▶ Records provided
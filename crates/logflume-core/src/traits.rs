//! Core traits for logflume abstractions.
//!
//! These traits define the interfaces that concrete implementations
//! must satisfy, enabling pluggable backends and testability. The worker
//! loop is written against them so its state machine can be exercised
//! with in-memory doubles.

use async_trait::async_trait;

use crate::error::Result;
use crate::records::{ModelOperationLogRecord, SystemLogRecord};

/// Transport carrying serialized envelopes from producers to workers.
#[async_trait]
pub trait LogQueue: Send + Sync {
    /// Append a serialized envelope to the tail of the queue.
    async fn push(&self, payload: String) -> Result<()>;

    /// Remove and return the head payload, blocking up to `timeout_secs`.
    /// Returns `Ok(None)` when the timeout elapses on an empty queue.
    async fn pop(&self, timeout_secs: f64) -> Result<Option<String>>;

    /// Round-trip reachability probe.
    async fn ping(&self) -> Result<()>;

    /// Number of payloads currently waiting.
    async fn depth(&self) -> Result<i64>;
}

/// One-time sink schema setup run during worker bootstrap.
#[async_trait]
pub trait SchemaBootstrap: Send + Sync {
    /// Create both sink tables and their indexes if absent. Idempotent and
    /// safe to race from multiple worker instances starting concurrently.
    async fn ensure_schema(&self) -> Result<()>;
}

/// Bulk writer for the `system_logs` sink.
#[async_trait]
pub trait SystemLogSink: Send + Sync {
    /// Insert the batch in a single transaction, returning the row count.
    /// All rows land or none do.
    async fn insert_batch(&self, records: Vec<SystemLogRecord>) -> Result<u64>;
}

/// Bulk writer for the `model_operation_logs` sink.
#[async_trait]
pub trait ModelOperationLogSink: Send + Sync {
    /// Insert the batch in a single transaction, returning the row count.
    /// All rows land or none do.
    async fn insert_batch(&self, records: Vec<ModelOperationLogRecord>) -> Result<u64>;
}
--
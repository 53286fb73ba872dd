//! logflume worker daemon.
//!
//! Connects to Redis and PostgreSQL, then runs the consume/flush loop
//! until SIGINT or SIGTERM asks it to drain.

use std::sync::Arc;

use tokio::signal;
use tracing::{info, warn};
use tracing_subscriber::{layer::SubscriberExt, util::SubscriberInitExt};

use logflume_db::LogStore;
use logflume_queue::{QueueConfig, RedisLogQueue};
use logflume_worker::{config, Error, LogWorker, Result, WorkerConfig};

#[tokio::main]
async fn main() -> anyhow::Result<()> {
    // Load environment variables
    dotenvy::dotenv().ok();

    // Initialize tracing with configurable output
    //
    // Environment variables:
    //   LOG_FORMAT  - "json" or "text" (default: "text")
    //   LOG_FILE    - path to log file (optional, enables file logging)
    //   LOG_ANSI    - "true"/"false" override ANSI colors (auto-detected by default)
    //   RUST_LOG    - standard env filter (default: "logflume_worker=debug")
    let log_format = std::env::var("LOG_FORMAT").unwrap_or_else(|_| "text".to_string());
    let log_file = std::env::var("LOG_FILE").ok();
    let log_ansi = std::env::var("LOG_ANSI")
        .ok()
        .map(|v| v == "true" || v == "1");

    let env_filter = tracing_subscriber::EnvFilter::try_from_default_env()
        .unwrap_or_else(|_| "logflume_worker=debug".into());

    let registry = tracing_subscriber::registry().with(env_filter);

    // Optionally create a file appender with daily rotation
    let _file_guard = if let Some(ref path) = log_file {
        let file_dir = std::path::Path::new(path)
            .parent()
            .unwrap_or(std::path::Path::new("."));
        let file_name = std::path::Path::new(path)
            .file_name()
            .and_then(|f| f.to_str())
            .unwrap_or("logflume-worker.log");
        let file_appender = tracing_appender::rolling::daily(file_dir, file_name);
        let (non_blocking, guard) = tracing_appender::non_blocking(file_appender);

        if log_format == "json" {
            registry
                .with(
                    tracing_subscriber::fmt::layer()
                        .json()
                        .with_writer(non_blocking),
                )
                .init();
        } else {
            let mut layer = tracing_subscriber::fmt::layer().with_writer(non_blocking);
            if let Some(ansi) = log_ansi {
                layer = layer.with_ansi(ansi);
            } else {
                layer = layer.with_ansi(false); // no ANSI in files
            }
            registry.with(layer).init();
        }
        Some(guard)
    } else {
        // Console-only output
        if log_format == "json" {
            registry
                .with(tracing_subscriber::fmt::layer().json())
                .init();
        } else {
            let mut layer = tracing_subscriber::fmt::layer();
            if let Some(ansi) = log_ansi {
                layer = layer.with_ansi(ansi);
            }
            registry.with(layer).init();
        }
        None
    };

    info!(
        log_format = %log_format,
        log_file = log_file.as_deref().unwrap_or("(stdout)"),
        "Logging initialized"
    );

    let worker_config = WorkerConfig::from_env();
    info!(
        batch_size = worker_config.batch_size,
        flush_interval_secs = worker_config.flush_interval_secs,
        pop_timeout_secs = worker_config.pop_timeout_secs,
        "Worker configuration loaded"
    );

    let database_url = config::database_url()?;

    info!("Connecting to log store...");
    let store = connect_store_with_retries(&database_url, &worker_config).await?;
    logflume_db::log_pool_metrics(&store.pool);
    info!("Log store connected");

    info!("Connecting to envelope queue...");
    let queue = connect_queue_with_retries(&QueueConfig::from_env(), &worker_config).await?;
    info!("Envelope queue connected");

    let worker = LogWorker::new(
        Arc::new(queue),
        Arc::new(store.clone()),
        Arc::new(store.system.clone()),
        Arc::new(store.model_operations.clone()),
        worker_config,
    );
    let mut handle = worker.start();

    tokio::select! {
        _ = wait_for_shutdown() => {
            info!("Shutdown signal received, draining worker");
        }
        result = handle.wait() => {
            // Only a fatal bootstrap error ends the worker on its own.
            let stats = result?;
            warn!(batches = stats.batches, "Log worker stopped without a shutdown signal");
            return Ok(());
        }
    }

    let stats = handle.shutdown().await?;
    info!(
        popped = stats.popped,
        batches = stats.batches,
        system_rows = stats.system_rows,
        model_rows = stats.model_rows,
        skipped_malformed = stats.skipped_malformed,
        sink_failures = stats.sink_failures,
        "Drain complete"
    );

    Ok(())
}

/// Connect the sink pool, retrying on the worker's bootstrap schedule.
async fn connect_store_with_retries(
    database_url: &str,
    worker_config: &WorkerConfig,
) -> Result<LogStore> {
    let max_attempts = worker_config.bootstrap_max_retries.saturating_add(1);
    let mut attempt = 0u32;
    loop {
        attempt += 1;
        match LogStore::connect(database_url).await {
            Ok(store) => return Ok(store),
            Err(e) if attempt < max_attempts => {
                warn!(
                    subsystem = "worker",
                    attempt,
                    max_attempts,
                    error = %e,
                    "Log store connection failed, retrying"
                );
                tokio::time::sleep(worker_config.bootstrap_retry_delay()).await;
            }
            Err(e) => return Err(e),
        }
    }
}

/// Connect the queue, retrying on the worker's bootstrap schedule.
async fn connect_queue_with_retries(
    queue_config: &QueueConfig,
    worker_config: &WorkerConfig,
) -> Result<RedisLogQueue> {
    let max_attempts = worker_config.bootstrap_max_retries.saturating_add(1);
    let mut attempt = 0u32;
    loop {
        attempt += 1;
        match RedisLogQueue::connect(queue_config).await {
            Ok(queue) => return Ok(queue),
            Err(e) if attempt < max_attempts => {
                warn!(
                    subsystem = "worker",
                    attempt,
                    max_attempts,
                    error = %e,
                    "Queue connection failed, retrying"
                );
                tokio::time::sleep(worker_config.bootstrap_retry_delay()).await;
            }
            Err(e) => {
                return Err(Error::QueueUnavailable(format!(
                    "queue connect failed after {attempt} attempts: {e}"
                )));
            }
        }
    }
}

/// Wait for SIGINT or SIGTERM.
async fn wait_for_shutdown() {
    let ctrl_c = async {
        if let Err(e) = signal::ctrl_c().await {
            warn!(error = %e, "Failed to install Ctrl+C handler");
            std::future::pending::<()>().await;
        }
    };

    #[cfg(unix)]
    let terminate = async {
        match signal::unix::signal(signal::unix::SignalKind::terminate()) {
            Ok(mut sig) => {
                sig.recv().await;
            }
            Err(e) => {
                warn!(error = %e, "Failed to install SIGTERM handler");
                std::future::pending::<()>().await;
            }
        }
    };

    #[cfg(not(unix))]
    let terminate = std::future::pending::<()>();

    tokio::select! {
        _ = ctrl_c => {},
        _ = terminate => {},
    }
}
---
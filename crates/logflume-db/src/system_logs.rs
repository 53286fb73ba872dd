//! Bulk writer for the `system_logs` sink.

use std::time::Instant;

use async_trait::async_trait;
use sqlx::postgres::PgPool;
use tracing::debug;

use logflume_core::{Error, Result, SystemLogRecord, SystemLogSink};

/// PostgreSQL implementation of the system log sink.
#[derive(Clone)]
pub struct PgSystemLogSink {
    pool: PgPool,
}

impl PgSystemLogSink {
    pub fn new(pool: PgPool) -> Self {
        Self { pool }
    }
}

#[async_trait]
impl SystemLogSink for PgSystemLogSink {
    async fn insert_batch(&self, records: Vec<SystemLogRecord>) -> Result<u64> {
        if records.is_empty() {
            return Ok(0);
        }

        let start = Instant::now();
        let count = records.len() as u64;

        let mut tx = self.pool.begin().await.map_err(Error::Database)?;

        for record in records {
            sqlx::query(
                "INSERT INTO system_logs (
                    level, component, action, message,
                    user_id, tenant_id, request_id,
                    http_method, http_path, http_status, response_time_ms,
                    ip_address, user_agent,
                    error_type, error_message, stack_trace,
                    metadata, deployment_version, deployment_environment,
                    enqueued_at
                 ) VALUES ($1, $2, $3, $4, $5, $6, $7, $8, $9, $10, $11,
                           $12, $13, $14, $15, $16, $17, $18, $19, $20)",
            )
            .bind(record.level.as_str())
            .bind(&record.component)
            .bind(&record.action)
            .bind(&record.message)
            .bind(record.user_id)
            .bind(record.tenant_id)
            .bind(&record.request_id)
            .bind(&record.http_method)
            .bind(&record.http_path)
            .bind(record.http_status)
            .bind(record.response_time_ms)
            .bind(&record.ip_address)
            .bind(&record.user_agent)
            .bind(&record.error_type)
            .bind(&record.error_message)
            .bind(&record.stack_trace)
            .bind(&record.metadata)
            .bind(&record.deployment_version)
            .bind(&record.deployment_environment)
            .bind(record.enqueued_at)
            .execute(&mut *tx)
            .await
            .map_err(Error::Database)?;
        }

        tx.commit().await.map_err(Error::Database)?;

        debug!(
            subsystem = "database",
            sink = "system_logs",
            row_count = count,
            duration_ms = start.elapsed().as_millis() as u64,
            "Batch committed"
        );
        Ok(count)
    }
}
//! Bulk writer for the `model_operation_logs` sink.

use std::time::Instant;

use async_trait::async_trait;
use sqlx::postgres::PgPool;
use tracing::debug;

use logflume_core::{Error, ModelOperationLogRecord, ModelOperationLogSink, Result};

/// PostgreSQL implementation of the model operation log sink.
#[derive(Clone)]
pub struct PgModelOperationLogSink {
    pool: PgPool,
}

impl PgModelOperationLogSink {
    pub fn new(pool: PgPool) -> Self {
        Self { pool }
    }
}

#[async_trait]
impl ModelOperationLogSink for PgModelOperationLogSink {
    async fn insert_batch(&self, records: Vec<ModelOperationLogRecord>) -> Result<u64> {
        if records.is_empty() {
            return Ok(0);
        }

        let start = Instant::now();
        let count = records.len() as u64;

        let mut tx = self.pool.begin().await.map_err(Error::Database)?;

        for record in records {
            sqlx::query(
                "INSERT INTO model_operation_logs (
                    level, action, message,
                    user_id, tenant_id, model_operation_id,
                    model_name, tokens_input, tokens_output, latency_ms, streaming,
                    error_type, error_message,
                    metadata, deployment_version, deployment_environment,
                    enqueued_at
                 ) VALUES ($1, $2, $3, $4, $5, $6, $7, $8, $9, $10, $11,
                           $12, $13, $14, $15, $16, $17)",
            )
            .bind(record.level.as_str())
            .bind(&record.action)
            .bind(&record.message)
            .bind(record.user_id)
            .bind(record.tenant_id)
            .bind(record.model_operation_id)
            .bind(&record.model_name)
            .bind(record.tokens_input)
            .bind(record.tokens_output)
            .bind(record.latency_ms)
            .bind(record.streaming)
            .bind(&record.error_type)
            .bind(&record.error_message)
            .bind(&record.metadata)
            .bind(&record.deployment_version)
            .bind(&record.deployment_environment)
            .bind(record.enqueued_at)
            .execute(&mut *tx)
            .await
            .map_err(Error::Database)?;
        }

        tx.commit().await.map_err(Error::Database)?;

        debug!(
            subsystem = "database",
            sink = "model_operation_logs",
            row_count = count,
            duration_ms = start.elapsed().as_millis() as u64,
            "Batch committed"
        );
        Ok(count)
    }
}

▶ Description of the task
Within the listing above, give again exactly every line from the line with "(auto-detected by default)" through the line with "let _file_guard = if", both included, and no other line.

▶ Finished task
    //   LOG_ANSI    - "true"/"false" override ANSI colors (auto-detected by default)
    //   RUST_LOG    - standard env filter (default: "logflume_worker=debug")
    let log_format = std::env::var("LOG_FORMAT").unwrap_or_else(|_| "text".to_string());
    let log_file = std::env::var("LOG_FILE").ok();
    let log_ansi = std::env::var("LOG_ANSI")
        .ok()
        .map(|v| v == "true" || v == "1");

    let env_filter = tracing_subscriber::EnvFilter::try_from_default_env()
        .unwrap_or_else(|_| "logflume_worker=debug".into());

    let registry = tracing_subscriber::registry().with(env_filter);

    // Optionally create a file appender with daily rotation
    let _file_guard = if let Some(ref path) = log_file {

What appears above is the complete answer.